__What you will do__.
Report the count of lines containing the word "struct" in these records, with no other text.

__The records__.
--

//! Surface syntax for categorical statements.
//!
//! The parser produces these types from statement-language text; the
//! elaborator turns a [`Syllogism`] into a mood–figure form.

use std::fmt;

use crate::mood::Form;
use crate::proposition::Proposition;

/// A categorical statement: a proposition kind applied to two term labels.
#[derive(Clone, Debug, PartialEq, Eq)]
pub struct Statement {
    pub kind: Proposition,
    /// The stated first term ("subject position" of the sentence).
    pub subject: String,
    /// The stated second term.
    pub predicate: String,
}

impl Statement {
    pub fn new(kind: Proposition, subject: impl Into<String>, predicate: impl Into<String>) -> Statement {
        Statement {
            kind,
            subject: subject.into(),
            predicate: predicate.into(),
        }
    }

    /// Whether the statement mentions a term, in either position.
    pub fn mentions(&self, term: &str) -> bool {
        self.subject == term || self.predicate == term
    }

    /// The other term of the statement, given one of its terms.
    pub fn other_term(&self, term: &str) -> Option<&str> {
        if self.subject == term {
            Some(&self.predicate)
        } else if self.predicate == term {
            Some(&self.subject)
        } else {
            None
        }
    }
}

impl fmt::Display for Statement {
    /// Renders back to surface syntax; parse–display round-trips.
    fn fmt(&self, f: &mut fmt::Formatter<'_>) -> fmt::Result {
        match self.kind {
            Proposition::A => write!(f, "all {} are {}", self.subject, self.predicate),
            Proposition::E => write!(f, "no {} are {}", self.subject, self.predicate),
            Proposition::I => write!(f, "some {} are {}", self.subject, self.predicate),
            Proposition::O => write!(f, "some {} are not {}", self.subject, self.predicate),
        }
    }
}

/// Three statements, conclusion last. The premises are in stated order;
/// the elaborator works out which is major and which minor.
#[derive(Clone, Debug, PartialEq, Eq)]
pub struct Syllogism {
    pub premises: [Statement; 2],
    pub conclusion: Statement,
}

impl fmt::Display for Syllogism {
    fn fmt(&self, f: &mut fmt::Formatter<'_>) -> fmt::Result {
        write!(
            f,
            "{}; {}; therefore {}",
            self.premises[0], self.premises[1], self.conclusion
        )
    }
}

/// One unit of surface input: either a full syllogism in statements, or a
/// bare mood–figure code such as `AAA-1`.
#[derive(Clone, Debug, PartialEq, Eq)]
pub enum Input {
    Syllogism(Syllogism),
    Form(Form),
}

--

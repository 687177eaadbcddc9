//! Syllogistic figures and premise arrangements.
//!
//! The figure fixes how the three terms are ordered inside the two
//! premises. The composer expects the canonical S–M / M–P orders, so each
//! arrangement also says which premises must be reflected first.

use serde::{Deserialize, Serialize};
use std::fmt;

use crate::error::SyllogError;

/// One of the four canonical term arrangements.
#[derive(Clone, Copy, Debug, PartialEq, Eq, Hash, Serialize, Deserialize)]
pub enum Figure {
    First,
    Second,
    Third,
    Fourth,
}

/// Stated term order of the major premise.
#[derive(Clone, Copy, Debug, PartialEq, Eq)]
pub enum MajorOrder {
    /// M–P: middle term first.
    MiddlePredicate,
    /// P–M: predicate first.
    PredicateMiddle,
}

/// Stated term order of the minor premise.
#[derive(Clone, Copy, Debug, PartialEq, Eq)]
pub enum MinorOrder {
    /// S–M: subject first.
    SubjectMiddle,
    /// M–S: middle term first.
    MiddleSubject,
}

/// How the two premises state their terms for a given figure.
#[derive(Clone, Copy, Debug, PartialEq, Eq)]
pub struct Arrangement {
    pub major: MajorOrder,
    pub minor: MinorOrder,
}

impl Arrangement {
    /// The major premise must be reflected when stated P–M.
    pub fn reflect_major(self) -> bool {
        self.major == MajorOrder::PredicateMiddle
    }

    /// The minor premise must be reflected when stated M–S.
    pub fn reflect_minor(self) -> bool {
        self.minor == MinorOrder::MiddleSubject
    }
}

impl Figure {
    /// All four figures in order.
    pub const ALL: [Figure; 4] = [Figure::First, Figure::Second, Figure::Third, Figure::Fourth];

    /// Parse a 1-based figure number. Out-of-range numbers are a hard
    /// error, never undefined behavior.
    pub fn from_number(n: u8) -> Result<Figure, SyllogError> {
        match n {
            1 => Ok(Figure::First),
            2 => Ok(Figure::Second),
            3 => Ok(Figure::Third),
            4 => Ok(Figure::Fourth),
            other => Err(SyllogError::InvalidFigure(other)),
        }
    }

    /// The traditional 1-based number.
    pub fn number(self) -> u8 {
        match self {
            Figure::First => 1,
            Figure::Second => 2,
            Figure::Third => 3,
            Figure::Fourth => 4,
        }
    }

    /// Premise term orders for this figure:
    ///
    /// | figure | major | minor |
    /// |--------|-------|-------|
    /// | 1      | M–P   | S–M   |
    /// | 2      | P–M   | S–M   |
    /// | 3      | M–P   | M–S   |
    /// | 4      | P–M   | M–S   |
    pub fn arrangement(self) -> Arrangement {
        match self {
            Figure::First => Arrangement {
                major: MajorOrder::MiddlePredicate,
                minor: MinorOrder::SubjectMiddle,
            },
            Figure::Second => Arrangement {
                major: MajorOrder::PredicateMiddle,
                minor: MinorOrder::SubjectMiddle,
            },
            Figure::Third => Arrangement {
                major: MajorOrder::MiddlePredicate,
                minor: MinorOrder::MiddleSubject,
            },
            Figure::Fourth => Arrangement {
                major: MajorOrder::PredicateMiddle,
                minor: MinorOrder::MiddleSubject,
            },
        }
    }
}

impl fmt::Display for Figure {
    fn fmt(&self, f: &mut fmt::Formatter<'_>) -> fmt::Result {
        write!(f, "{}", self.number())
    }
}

--

__Written answer__.
3